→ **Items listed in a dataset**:
▼▼▼

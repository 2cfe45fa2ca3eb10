use super::*;
use crate::parser::{parse, parse_with};
use crate::pattern::{
    NameMap, ParameterKind, ParameterPart, Part, PathSegment, PatternErrorKind, PolicyReference,
    PrecedenceScorer, RequiredValue, RequiredValues, RoutePattern, RoutePatternError,
};
use std::sync::Arc;

fn defaults(entries: &[(&str, &str)]) -> NameMap<String> {
    entries
        .iter()
        .map(|(k, v)| (*k, (*v).to_string()))
        .collect()
}

fn policies(entries: &[(&str, &[&str])]) -> NameMap<Vec<PolicyReference>> {
    entries
        .iter()
        .map(|(k, list)| (*k, list.iter().map(|t| PolicyReference::text(*t)).collect::<Vec<_>>()))
        .collect()
}

fn required(entries: &[(&str, RequiredValue)]) -> RequiredValues {
    entries.iter().map(|(k, v)| (*k, v.clone())).collect()
}

fn with_defaults(template: &str, entries: &[(&str, &str)]) -> Result<RoutePattern, RoutePatternError> {
    parse_with(template, defaults(entries), NameMap::new(), RequiredValues::new())
}

fn policy_texts(pattern: &RoutePattern, name: &str) -> Vec<String> {
    pattern
        .parameter(name)
        .map(|p| p.policies().iter().map(ToString::to_string).collect())
        .unwrap_or_default()
}

#[test]
fn test_inline_default_copied_into_map() {
    let pattern = parse("{id=5}").unwrap();
    assert_eq!(pattern.defaults().get("id").map(String::as_str), Some("5"));
    assert_eq!(pattern.parameter("id").and_then(ParameterPart::default_value), Some("5"));
}

#[test]
fn test_explicit_default_applied_to_parameter() {
    let pattern = with_defaults("{controller}/{action}", &[("action", "Index")]).unwrap();
    assert_eq!(
        pattern.parameter("action").and_then(ParameterPart::default_value),
        Some("Index")
    );
    assert!(pattern.parameter("controller").unwrap().default_value().is_none());
}

#[test]
fn test_equal_inline_and_explicit_default() {
    let pattern = with_defaults("{id=5}", &[("ID", "5")]).unwrap();
    assert_eq!(pattern.defaults().len(), 1);
    assert_eq!(pattern.defaults().get("id").map(String::as_str), Some("5"));
}

#[test]
fn test_conflicting_inline_and_explicit_default() {
    let err = with_defaults("{id=5}", &[("id", "6")]).unwrap_err();
    assert_eq!(
        err.kind,
        PatternErrorKind::DefaultSpecifiedInlineAndExplicitly("id".into())
    );
    assert_eq!(err.pattern, "{id=5}");

    // Reconciliation is exact, not route-value equality
    let err = with_defaults("{action=Index}", &[("action", "index")]).unwrap_err();
    assert!(matches!(
        err.kind,
        PatternErrorKind::DefaultSpecifiedInlineAndExplicitly(_)
    ));
}

#[test]
fn test_optional_parameter_rejects_explicit_default() {
    let err = with_defaults("{id?}", &[("id", "1")]).unwrap_err();
    assert_eq!(err.kind, PatternErrorKind::OptionalCannotHaveDefault);
}

#[test]
fn test_defaults_for_non_parameters_kept() {
    let pattern = with_defaults("blog/{slug}", &[("controller", "Blog")]).unwrap();
    assert_eq!(
        pattern.defaults().get("controller").map(String::as_str),
        Some("Blog")
    );
    assert!(pattern.parameter("controller").is_none());
}

#[test]
fn test_inline_policies_precede_out_of_line() {
    let pattern = parse_with(
        "{id:int}",
        NameMap::new(),
        policies(&[("id", &["min(1)"]), ("format", &["alpha"]), ("empty", &[])]),
        RequiredValues::new(),
    )
    .unwrap();
    assert_eq!(policy_texts(&pattern, "id"), vec!["int", "min(1)"]);

    let map = pattern.policies();
    assert_eq!(map.get("id").map(|l| l.len()), Some(2));
    assert_eq!(map.get("format").map(|l| l.len()), Some(1));
    assert!(!map.contains_key("empty"));
}

#[test]
fn test_policy_handle_shared_between_part_and_map() {
    let pattern = parse_with(
        "{id}",
        NameMap::new(),
        policies(&[("id", &["int"])]),
        RequiredValues::new(),
    )
    .unwrap();
    let from_part = pattern.parameter("id").unwrap().policies();
    let from_map = pattern.policies().get("id").unwrap();
    assert_eq!(from_part, from_map.as_ref());
}

#[test]
fn test_required_values_accepted() {
    let pattern = parse_with(
        "{controller}/{action=Index}",
        defaults(&[("area", "Admin")]),
        NameMap::new(),
        required(&[
            ("controller", RequiredValue::value("Home")),
            ("action", RequiredValue::Any),
            ("area", RequiredValue::value("admin")),
            ("page", RequiredValue::Null),
            ("locale", RequiredValue::value("")),
        ]),
    )
    .unwrap();
    assert_eq!(pattern.required_values().len(), 5);
}

#[test]
fn test_unmatched_required_value() {
    let err = parse_with(
        "{controller}",
        defaults(&[("area", "Admin")]),
        NameMap::new(),
        required(&[("area", RequiredValue::value("Blog"))]),
    )
    .unwrap_err();
    assert_eq!(
        err.kind,
        PatternErrorKind::UnmatchedRequiredValue {
            key: "area".into(),
            value: "Blog".into(),
        }
    );

    // No default to compare against
    let err = parse_with(
        "{controller}",
        NameMap::new(),
        NameMap::new(),
        required(&[("area", RequiredValue::value("Admin"))]),
    )
    .unwrap_err();
    assert!(matches!(err.kind, PatternErrorKind::UnmatchedRequiredValue { .. }));

    // Any only stands for parameters
    let err = parse_with(
        "{controller}",
        defaults(&[("area", "Admin")]),
        NameMap::new(),
        required(&[("area", RequiredValue::Any)]),
    )
    .unwrap_err();
    assert_eq!(
        err.kind,
        PatternErrorKind::UnmatchedRequiredValue {
            key: "area".into(),
            value: "*any*".into(),
        }
    );
}

#[test]
fn test_builder_renders_error_text_without_raw_text() {
    let id = || PathSegment::new(vec![Part::parameter("id").unwrap()]).unwrap();
    let err = RoutePatternBuilder::new()
        .segment(PathSegment::new(vec![Part::literal("api").unwrap()]).unwrap())
        .segment(id())
        .segment(id())
        .build()
        .unwrap_err();
    assert_eq!(err.kind, PatternErrorKind::RepeatedParameter("id".into()));
    assert_eq!(err.pattern, "api/{id}/{id}");
}

#[test]
fn test_builder_collects_settings() {
    let pattern = RoutePatternBuilder::new()
        .raw_text("orders/{id}")
        .segment(PathSegment::new(vec![Part::literal("orders").unwrap()]).unwrap())
        .segment(PathSegment::new(vec![Part::parameter("id").unwrap()]).unwrap())
        .policy("id", PolicyReference::text("int"))
        .policy("id", PolicyReference::text("min(1)"))
        .default_value("id", "1")
        .required_value("controller", RequiredValue::Null)
        .build()
        .unwrap();
    assert_eq!(pattern.raw_text(), Some("orders/{id}"));
    assert_eq!(policy_texts(&pattern, "id"), vec!["int", "min(1)"]);
    assert_eq!(pattern.to_string(), "orders/{id:int:min(1)=1}");
    assert!(pattern.required_values().contains_key("controller"));
}

#[derive(Debug)]
struct Fixed;

impl PrecedenceScorer for Fixed {
    fn inbound(&self, _: &[PathSegment]) -> f64 {
        42.0
    }

    fn outbound(&self, segments: &[PathSegment]) -> f64 {
        segments.len() as f64
    }
}

#[test]
fn test_builder_custom_precedence() {
    let pattern = RoutePatternBuilder::new()
        .segment(PathSegment::new(vec![Part::literal("a").unwrap()]).unwrap())
        .precedence(Arc::new(Fixed))
        .build()
        .unwrap();
    assert_eq!(pattern.inbound_precedence(), 42.0);
    assert_eq!(pattern.outbound_precedence(), 1.0);
}

#[test]
fn test_combine_with_custom_precedence() {
    let left = parse("api").unwrap();
    let right = parse("{id}").unwrap();
    let combined = combine_with(Some(&left), &right, &Fixed).unwrap();
    assert_eq!(combined.inbound_precedence(), 42.0);
    assert_eq!(combined.outbound_precedence(), 2.0);

    let default = combine(Some(&left), &right).unwrap();
    assert_ne!(default.inbound_precedence(), 42.0);
}

#[test]
fn test_builder_accepts_typed_catch_all() {
    let rest = ParameterPart::new("rest", None, ParameterKind::CatchAll, Vec::new()).unwrap();
    let pattern = RoutePatternBuilder::new()
        .segment(PathSegment::new(vec![Part::Parameter(rest)]).unwrap())
        .build()
        .unwrap();
    assert!(pattern.parameter("rest").is_some_and(ParameterPart::is_catch_all));
}

#[test]
fn test_combine_without_left_returns_right() {
    let right = parse("{id}").unwrap();
    let combined = combine(None, &right).unwrap();
    assert_eq!(combined, right);
}

#[test]
fn test_combine_joins_with_single_slash() {
    let left = parse("api/").unwrap();
    let right = parse("/{id}").unwrap();
    let combined = combine(Some(&left), &right).unwrap();
    assert_eq!(combined.raw_text(), Some("api/{id}"));
    assert_eq!(combined.segments().len(), 2);
    assert_eq!(combined.parameter_location("id"), Some((1, 0)));

    let combined = combine(Some(&parse("v1").unwrap()), &parse("users").unwrap()).unwrap();
    assert_eq!(combined.raw_text(), Some("v1/users"));
}

#[test]
fn test_combine_recomputes_precedence() {
    let literal = parse("api").unwrap();
    let parameter = parse("{id}").unwrap();
    let combined = combine(Some(&literal), &parameter).unwrap();
    assert!((combined.inbound_precedence() - 1.3).abs() < 1e-9);
}

#[test]
fn test_combine_rejects_repeated_parameter() {
    let left = parse("users/{id}").unwrap();
    let right = parse("posts/{ID}").unwrap();
    let err = combine(Some(&left), &right).unwrap_err();
    assert_eq!(err.kind, PatternErrorKind::RepeatedParameter("ID".into()));
    assert_eq!(err.pattern, "users/{id}/posts/{ID}");
}

#[test]
fn test_combine_merges_equal_defaults() {
    let left = with_defaults("admin", &[("area", "Admin")]).unwrap();
    let right = with_defaults("{controller}", &[("area", "Admin")]).unwrap();
    let combined = combine(Some(&left), &right).unwrap();
    assert_eq!(combined.defaults().len(), 1);
    assert_eq!(combined.defaults().get("area").map(String::as_str), Some("Admin"));
}

#[test]
fn test_combine_rejects_conflicting_defaults() {
    let left = with_defaults("admin", &[("area", "Admin")]).unwrap();
    let right = with_defaults("{controller}", &[("area", "Blog")]).unwrap();
    let err = combine(Some(&left), &right).unwrap_err();
    assert_eq!(
        err.kind,
        PatternErrorKind::ConflictingEntry {
            dictionary: "defaults",
            key: "area".into(),
        }
    );
}

#[test]
fn test_combine_rejects_conflicting_required_values() {
    let left = parse_with(
        "a",
        NameMap::new(),
        NameMap::new(),
        required(&[("page", RequiredValue::Null)]),
    )
    .unwrap();
    let right = parse_with(
        "{page}",
        NameMap::new(),
        NameMap::new(),
        required(&[("page", RequiredValue::value("1"))]),
    )
    .unwrap();
    let err = combine(Some(&left), &right).unwrap_err();
    assert_eq!(
        err.kind,
        PatternErrorKind::ConflictingEntry {
            dictionary: "required values",
            key: "page".into(),
        }
    );
}

#[test]
fn test_combine_policies() {
    let build = |template: &str, constraint: &str| {
        parse_with(
            template,
            NameMap::new(),
            policies(&[("format", &[constraint])]),
            RequiredValues::new(),
        )
        .unwrap()
    };
    let same = combine(Some(&build("a", "alpha")), &build("b", "alpha")).unwrap();
    assert_eq!(same.policies().get("format").map(|l| l.len()), Some(1));

    let err = combine(Some(&build("a", "alpha")), &build("b", "int")).unwrap_err();
    assert_eq!(
        err.kind,
        PatternErrorKind::ConflictingEntry {
            dictionary: "parameter policies",
            key: "format".into(),
        }
    );
}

▲▲▲

→ **Problem to solve**: The answer must consist of every line from the entries above that contains the string "literal".

→ **Result of this task**:
        .segment(PathSegment::new(vec![Part::literal("api").unwrap()]).unwrap())
        .segment(PathSegment::new(vec![Part::literal("orders").unwrap()]).unwrap())
        .segment(PathSegment::new(vec![Part::literal("a").unwrap()]).unwrap())
    let literal = parse("api").unwrap();
    let combined = combine(Some(&literal), &parameter).unwrap();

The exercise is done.